One key difference, according to Roese, is that enterprises are primarily focused on inference – running data through existing models – rather than training their own models. This will require a different infrastructure approach: one that’s distributed, optimised for inference and potentially extending to the edge.

“We’ve seen a maturing of the enterprise market in the last six months,” Roese observed, pointing to the rise of off-the-shelf AI tools and capabilities aimed at enterprises, which are generally better at consuming than producing technology.

Six core capabilities

Roese outlined six core capabilities that can address the majority of enterprise AI use cases, urging chief information officers to focus on these foundational elements rather than build a swathe of capabilities. This will help them to prioritise AI investments in areas that directly leverage their core competencies and competitive advantage.

The six capabilities include retrieval augmented generation (RAG)-based chatbots, coding agents, content AI engines, data management agents, analytics agents and fine-tuning infrastructure. Roese said these capabilities were sufficient to implement over 300 AI use cases at Dell today.

Specifically, the rise of agentic AI architectures represents a significant turning point. These architectures comprise smaller, specialised AI models that act like a “digital workforce” to perform specific tasks, offering greater control, explainability and the ability to incorporate proprietary data through fine-tuning.

“You’re effectively building the equivalent of teams of people with different skills,” said Roese. This allows for a more collaborative approach between humans and AI, where humans orchestrate and oversee the work of these digital agents.

Roese expects agentic architectures to become more mainstream with more standardisation, driving enterprises to adopt agent-oriented AI systems from the middle of 2025. “That will be probably the first time we start to see significant acceleration in the production of AI in the enterprise,” he said.

Addressing concerns around data leakage and agent management, Roese said different types of agents will require different lifecycle management approaches.

For example, agents with stable, specific tasks can be managed in the same way as updating packaged software, while those that interact with dynamic, real-time data should use RAG to access the data, rather than embedding the data in the agent itself.

Organisations can also use an ensemble of specialised agents, rather than a single monolithic agent, for better control and explainability. Each agent in the ensemble can have a different management lifecycle tailored to its specific function.

For instance, a communication agent running on a local machine can use tools like LangChain to talk to a monolithic large language model or an agent that can access real-time information about an organisation’s inventory. “It’s the collaboration between the two agents that gives you what appears to be a real-time answer, even though from a lifecycle perspective, the only thing that’s real-time is the database behind the second agent,” said Roese.
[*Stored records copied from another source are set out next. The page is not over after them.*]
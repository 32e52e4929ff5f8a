//! Tests for the closed-form ridge estimator.
//!
//! ## Test Organization
//!
//! 1. **Limits** - alpha 0 matches OLS; large alpha shrinks
//! 2. **Intercept** - the intercept is not penalized
//! 3. **Cross-Validation** - alpha selection from a grid
//! 4. **Validation** - parameter errors

use approx::{assert_abs_diff_eq, assert_relative_eq};

use ols_rs::prelude::*;

fn addition_data() -> (Vec<f64>, Vec<f64>) {
    let x = vec![
        1.0, 2.0, 3.0, 5.0, 2.0, 7.0, //
        4.0, 1.0, 6.0, 3.0, 5.0, 9.0, //
        8.0, 2.0, 7.0, 6.0,
    ];
    let y = x.chunks_exact(2).map(|p| p[0] + p[1]).collect();
    (x, y)
}

// ============================================================================
// Limits
// ============================================================================

#[test]
fn test_alpha_zero_matches_ordinary_least_squares() {
    let (x, y) = addition_data();

    let ols = Ols::new()
        .dimensions(2)
        .estimator(ClosedForm)
        .build()
        .unwrap()
        .fit(&x, &y)
        .unwrap();
    let ridge = Ols::new()
        .dimensions(2)
        .alpha(0.0)
        .estimator(Ridge)
        .build()
        .unwrap()
        .fit(&x, &y)
        .unwrap();

    for (a, b) in ols.coefficients.iter().zip(ridge.model.coefficients.iter()) {
        assert_abs_diff_eq!(*a, *b, epsilon = 1e-8);
    }
    assert_abs_diff_eq!(ols.intercept, ridge.model.intercept, epsilon = 1e-8);
}

#[test]
fn test_large_alpha_shrinks_coefficients() {
    let (x, y) = addition_data();

    let small = Ols::new()
        .dimensions(2)
        .alpha(1e-6)
        .estimator(Ridge)
        .build()
        .unwrap()
        .fit(&x, &y)
        .unwrap();
    let large = Ols::new()
        .dimensions(2)
        .alpha(1e6)
        .estimator(Ridge)
        .build()
        .unwrap()
        .fit(&x, &y)
        .unwrap();

    let norm = |coefs: &[f64]| coefs.iter().map(|c| c * c).sum::<f64>().sqrt();
    assert!(norm(&large.model.coefficients) < 0.01 * norm(&small.model.coefficients));
}

#[test]
fn test_ridge_recovers_linear_target_with_tiny_alpha() {
    let (x, y) = addition_data();

    let fit = Ols::new()
        .dimensions(2)
        .alpha(1e-9)
        .estimator(Ridge)
        .build()
        .unwrap()
        .fit(&x, &y)
        .unwrap();

    assert_relative_eq!(fit.model.coefficients[0], 1.0, epsilon = 1e-6);
    assert_relative_eq!(fit.model.coefficients[1], 1.0, epsilon = 1e-6);
    assert_abs_diff_eq!(fit.model.intercept, 0.0, epsilon = 1e-6);
}

// ============================================================================
// Intercept
// ============================================================================

#[test]
fn test_intercept_is_not_penalized() {
    // Constant shift of the target must reappear in the intercept even under
    // heavy regularization of the coefficients.
    let (x, y) = addition_data();
    let shifted: Vec<f64> = y.iter().map(|v| v + 100.0).collect();

    let fit = Ols::new()
        .dimensions(2)
        .alpha(1e6)
        .estimator(Ridge)
        .build()
        .unwrap()
        .fit(&x, &shifted)
        .unwrap();

    let y_mean = shifted.iter().sum::<f64>() / shifted.len() as f64;
    // Coefficients are shrunk to ~0, so the intercept carries the mean.
    assert_relative_eq!(fit.model.intercept, y_mean, epsilon = 1e-2);
}

// ============================================================================
// Cross-Validation
// ============================================================================

#[test]
fn test_cv_prefers_weak_regularization_on_exactly_linear_data() {
    let (x, y) = addition_data();

    let fit = Ols::new()
        .dimensions(2)
        .cross_validate(KFold(4, &[0.001, 1000.0]).seed(42))
        .estimator(Ridge)
        .build()
        .unwrap()
        .fit(&x, &y)
        .unwrap();

    assert_eq!(fit.alpha, 0.001);
    let scores = fit.cv_scores.as_ref().unwrap();
    assert_eq!(scores.len(), 2);
    assert!(scores[0] < scores[1]);
}

#[test]
fn test_cv_selection_is_deterministic_for_a_fixed_seed() {
    let (x, y) = addition_data();
    let grid = [0.001, 0.1, 10.0, 1000.0];

    let run = || {
        Ols::new()
            .dimensions(2)
            .cross_validate(KFold(4, &grid).seed(7))
            .estimator(Ridge)
            .build()
            .unwrap()
            .fit(&x, &y)
            .unwrap()
    };

    let first = run();
    let second = run();
    assert_eq!(first.alpha, second.alpha);
    assert_eq!(first.cv_scores, second.cv_scores);
}

#[test]
fn test_loocv_selects_from_the_grid() {
    let (x, y) = addition_data();
    let grid = [0.001, 1000.0];

    let fit = Ols::new()
        .dimensions(2)
        .cross_validate(LOOCV(&grid))
        .estimator(Ridge)
        .build()
        .unwrap()
        .fit(&x, &y)
        .unwrap();

    assert!(grid.contains(&fit.alpha));
    assert_eq!(fit.cv_scores.as_ref().unwrap().len(), grid.len());
}

// ============================================================================
// Validation
// ============================================================================

#[test]
fn test_negative_alpha_is_rejected_at_build() {
    let err = Ols::new()
        .dimensions(2)
        .alpha(-1.0)
        .estimator(Ridge)
        .build()
        .unwrap_err();
    assert_eq!(err, OlsError::InvalidAlpha(-1.0));
}

#[test]
fn test_empty_alpha_grid_is_rejected_at_build() {
    let empty: [f64; 0] = [];
    let err = Ols::new()
        .dimensions(2)
        .cross_validate(KFold(5, &empty))
        .estimator(Ridge)
        .build()
        .unwrap_err();
    assert_eq!(err, OlsError::EmptyAlphaGrid);
}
He acknowledged the challenges enterprises face in navigating the complex AI landscape, citing governance, the influence of “random vendors” over business units that are driving most AI projects, and the need for predictable costs as key hurdles.

Still, Roese remains optimistic about the future, advising companies to focus on strategic AI implementations that align with their core competencies and leverage readily available off-the-shelf tools. “As you put better governance in place, as things become more off-the-shelf, you can actually move faster,” he said.